##### Information shown #####

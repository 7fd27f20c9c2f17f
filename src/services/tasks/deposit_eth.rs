// SPDX-License-Identifier: MIT
// SPDX-FileCopyrightText: 2026 ® John Hauger Mitander <john@oxidity.com>

use crate::common::error::AppError;
use crate::domain::constants::{DEFAULT_LENDING_POOL, DEFAULT_ON_BEHALF_OF, DEFAULT_WETH_GATEWAY};
use crate::network::chain::{ConfirmedTx, ProtocolChain};
use crate::tasks::wait_for_tx;
use alloy::primitives::{Address, U256};
use alloy::primitives::utils::format_ether;

#[derive(Debug, Clone)]
pub struct DepositEthArgs {
    pub gateway: Address,
    pub lending_pool: Address,
    pub on_behalf_of: Address,
    pub amount: U256,
    pub referral_code: u16,
}

impl Default for DepositEthArgs {
    fn default() -> Self {
        Self {
            gateway: DEFAULT_WETH_GATEWAY,
            lending_pool: DEFAULT_LENDING_POOL,
            on_behalf_of: DEFAULT_ON_BEHALF_OF,
            amount: U256::from(500_000_000_000_000_000u64),
            referral_code: 0,
        }
    }
}

/// `interact:deposit-eth`: wrap and deposit ETH through the WETH gateway from the deployer.
pub async fn deposit_eth<C: ProtocolChain>(
    chain: &C,
    args: &DepositEthArgs,
) -> Result<ConfirmedTx, AppError> {
    if args.amount.is_zero() {
        return Err(AppError::Validation {
            field: "amount".into(),
            message: "deposit amount must be positive".into(),
        });
    }
    let from = chain.deployer()?;
    tracing::info!(
        target: "deploy",
        gateway = %format!("{:#x}", args.gateway),
        lending_pool = %format!("{:#x}", args.lending_pool),
        on_behalf_of = %format!("{:#x}", args.on_behalf_of),
        eth = %format_ether(args.amount),
        "Depositing ETH"
    );
    let hash = chain
        .deposit_eth(
            from,
            args.gateway,
            args.lending_pool,
            args.on_behalf_of,
            args.referral_code,
            args.amount,
        )
        .await?;
    wait_for_tx(chain, "depositETH", hash).await
}
// SPDX-License-Identifier: MIT
// SPDX-FileCopyrightText: 2026 ® John Hauger Mitander <john@mitander.dev>

use std::str::FromStr;
use tracing_subscriber::{EnvFilter, fmt, prelude::*};

/// Transport crates that drown task output at debug level.
const QUIET_MODULES: &str =
    "h2=info,hyper=info,hyper_util=info,reqwest=info,alloy_transport_http=info,alloy_rpc_client=info";

fn filter_spec(log_level: &str) -> String {
    // Bare level gets the quiet-module defaults; custom directive strings are kept as-is.
    let normalized = log_level.trim();
    if normalized.contains(',') || normalized.contains('=') {
        normalized.to_string()
    } else {
        format!("{normalized},{QUIET_MODULES}")
    }
}

pub fn setup_logging(log_level: &str, json_format: bool) {
    let filter_spec = filter_spec(log_level);
    let filter = EnvFilter::from_str(&filter_spec).unwrap_or_else(|_| EnvFilter::new("info"));
    let subscriber = tracing_subscriber::registry().with(filter);

    if json_format {
        let json_layer = fmt::layer()
            .json()
            .with_target(true)
            .with_current_span(false);
        subscriber.with(json_layer).init();
    } else {
        let fmt_layer = fmt::layer().with_target(true).compact();
        subscriber.with(fmt_layer).init();
    }

    tracing::debug!(
        filter = %filter_spec,
        format = if json_format { "json" } else { "compact" },
        "Logging initialized"
    );
}
// SPDX-License-Identifier: MIT
// Task-level behaviour: registry writes, validation ordering and admin tasks on the dev chain.

use alloy::primitives::{Address, U256};
use coverage_deployer::data::registry::ContractRegistry;
use coverage_deployer::domain::constants::ContractId;
use coverage_deployer::domain::error::AppError;
use coverage_deployer::network::ProtocolChain;
use coverage_deployer::network::devnet::{DevChain, DevDeployment};
use coverage_deployer::tasks::deploy_coverage_pool::{
    DeployCoveragePoolArgs, dev_deploy_coverage_pool, full_deploy_coverage_pool,
};
use coverage_deployer::tasks::deposit_eth::{DepositEthArgs, deposit_eth};
use coverage_deployer::tasks::enable_lending_pool::{EnableLendingPoolArgs, enable_lending_pool};
use coverage_deployer::tasks::tenderly::TenderlyFork;
use std::collections::HashMap;

fn seeded(network: &str) -> (DevChain, DevDeployment, ContractRegistry) {
    let (chain, market) = DevChain::bootstrap(network, 3).expect("bootstrap");
    let mut registry = ContractRegistry::in_memory();
    registry
        .insert(
            ContractId::LendingPoolAddressesProvider,
            network,
            market.addresses_provider,
            None,
        )
        .expect("seed provider");
    (chain, market, registry)
}

fn temp_registry_path(tag: &str) -> std::path::PathBuf {
    std::env::temp_dir().join(format!(
        "deploy-tasks-{tag}-{}-{}.json",
        std::process::id(),
        std::time::SystemTime::now()
            .duration_since(std::time::UNIX_EPOCH)
            .unwrap_or_default()
            .as_nanos()
    ))
}

#[tokio::test]
async fn redeploy_keeps_single_coverage_pool_address() {
    let (chain, _, mut registry) = seeded("hardhat");
    let args = DeployCoveragePoolArgs::default();

    let first = dev_deploy_coverage_pool(&chain, &mut registry, &args)
        .await
        .expect("first run");
    let second = dev_deploy_coverage_pool(&chain, &mut registry, &args)
        .await
        .expect("second run");

    assert_eq!(first.proxy, second.proxy);
    assert_ne!(first.implementation, second.implementation);
    assert_eq!(
        registry.address(ContractId::CoveragePool, "hardhat"),
        Some(second.proxy)
    );
    assert_eq!(
        registry.address(ContractId::CoveragePoolImpl, "hardhat"),
        Some(second.implementation)
    );
    assert_eq!(
        chain.coverage_pool_implementation(second.proxy),
        Some(second.implementation)
    );
}

#[tokio::test]
async fn unsupported_pool_fails_before_any_transaction() {
    let (chain, _, mut registry) = seeded("hardhat");
    let before = chain.transaction_count();
    let args = DeployCoveragePoolArgs {
        pool: Some("Compound".into()),
        ..Default::default()
    };

    let err = dev_deploy_coverage_pool(&chain, &mut registry, &args)
        .await
        .expect_err("unsupported pool");
    assert!(matches!(err, AppError::Config(msg) if msg.starts_with("Unsupported pool configuration")));
    assert_eq!(chain.transaction_count(), before);
    assert!(registry.address(ContractId::CoveragePoolImpl, "hardhat").is_none());
}

#[tokio::test]
async fn missing_address_provider_fails_before_any_transaction() {
    let (chain, _) = DevChain::bootstrap("kovan", 2).expect("bootstrap");
    let before = chain.transaction_count();
    let mut registry = ContractRegistry::in_memory();

    let err = dev_deploy_coverage_pool(&chain, &mut registry, &DeployCoveragePoolArgs::default())
        .await
        .expect_err("no provider registered");
    assert!(matches!(err, AppError::Config(msg) if msg.contains("LendingPoolAddressesProvider")));
    assert_eq!(chain.transaction_count(), before);
}

#[tokio::test]
async fn full_task_propagates_failure_on_tenderly_fork() {
    let (chain, _) = DevChain::bootstrap("tenderly-main", 2).expect("bootstrap");
    let mut registry = ContractRegistry::in_memory();
    let fork = TenderlyFork {
        username: "team".into(),
        project: "market".into(),
        fork_id: "fork".into(),
        head_id: "head".into(),
    };

    let err = full_deploy_coverage_pool(
        &chain,
        &mut registry,
        &DeployCoveragePoolArgs::default(),
        Some(&fork),
    )
    .await
    .expect_err("no provider registered");
    assert!(matches!(err, AppError::Config(_)));
    assert!(registry.entries_for("tenderly-main").is_empty());
}

#[tokio::test]
async fn full_task_uses_explicit_provider_and_persists_registry() {
    let (chain, market) = DevChain::bootstrap("kovan", 2).expect("bootstrap");
    let path = temp_registry_path("full");
    let mut registry = ContractRegistry::load_from_file(path.to_str().unwrap()).expect("open");
    let args = DeployCoveragePoolArgs {
        verify: true,
        addresses_provider: Some(market.addresses_provider),
        ..Default::default()
    };

    let deployment = full_deploy_coverage_pool(&chain, &mut registry, &args, None)
        .await
        .expect("deploy");

    let reopened = ContractRegistry::load_from_file(path.to_str().unwrap()).expect("reopen");
    assert_eq!(
        reopened.address(ContractId::CoveragePool, "kovan"),
        Some(deployment.proxy)
    );
    let impl_entry = reopened
        .get(ContractId::CoveragePoolImpl, "kovan")
        .expect("impl entry");
    assert_eq!(impl_entry.address, deployment.implementation);
    assert_eq!(impl_entry.deployer, Some(chain.signers()[0]));
    std::fs::remove_file(&path).ok();
}

#[tokio::test]
async fn enable_lending_pool_acts_as_emergency_admin() {
    let (chain, market, _) = seeded("kovan");
    let pause = EnableLendingPoolArgs {
        paused: true,
        addresses_provider: Some(market.addresses_provider),
        emergency_admins: HashMap::new(),
    };
    enable_lending_pool(&chain, &pause).await.expect("pause");
    assert_eq!(chain.is_paused(market.configurator), Some(true));

    let unpause = EnableLendingPoolArgs {
        paused: false,
        ..pause
    };
    enable_lending_pool(&chain, &unpause).await.expect("unpause");
    assert_eq!(chain.is_paused(market.configurator), Some(false));
}

#[tokio::test]
async fn enable_lending_pool_rejects_wrong_explicit_admin() {
    let (chain, market, _) = seeded("kovan");
    let deployer = chain.signers()[0];
    let args = EnableLendingPoolArgs {
        paused: true,
        addresses_provider: Some(market.addresses_provider),
        emergency_admins: HashMap::from([("kovan".to_string(), deployer)]),
    };

    let err = enable_lending_pool(&chain, &args)
        .await
        .expect_err("deployer is not emergency admin");
    assert!(err.revert_reason().is_some());
    assert_eq!(chain.is_paused(market.configurator), Some(false));
}

#[tokio::test]
async fn deposit_eth_forwards_value_to_lending_pool() {
    let (chain, market, _) = seeded("hardhat");
    let beneficiary = Address::from([0x16; 20]);
    let args = DepositEthArgs {
        gateway: market.weth_gateway,
        lending_pool: market.lending_pool,
        on_behalf_of: beneficiary,
        ..Default::default()
    };

    deposit_eth(&chain, &args).await.expect("deposit");
    assert_eq!(
        chain.deposited(market.lending_pool, beneficiary),
        U256::from(500_000_000_000_000_000u64)
    );

    let zero = DepositEthArgs {
        amount: U256::ZERO,
        ..args
    };
    assert!(matches!(
        deposit_eth(&chain, &zero).await,
        Err(AppError::Validation { .. })
    ));
}

#[tokio::test]
async fn deposit_eth_to_unknown_gateway_reverts() {
    let (chain, _, _) = seeded("hardhat");
    let err = deposit_eth(&chain, &DepositEthArgs::default())
        .await
        .expect_err("default gateway does not exist on the dev chain");
    assert!(matches!(err, AppError::Reverted(msg) if msg.contains("non-contract")));
}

#####

Problem requirements - Each line of the entries above that includes the string "matches" should be copied out.

Response area -
    assert!(matches!(err, AppError::Config(msg) if msg.starts_with("Unsupported pool configuration")));
    assert!(matches!(err, AppError::Config(msg) if msg.contains("LendingPoolAddressesProvider")));
    assert!(matches!(err, AppError::Config(_)));
    assert!(matches!(
    assert!(matches!(err, AppError::Reverted(msg) if msg.contains("non-contract")));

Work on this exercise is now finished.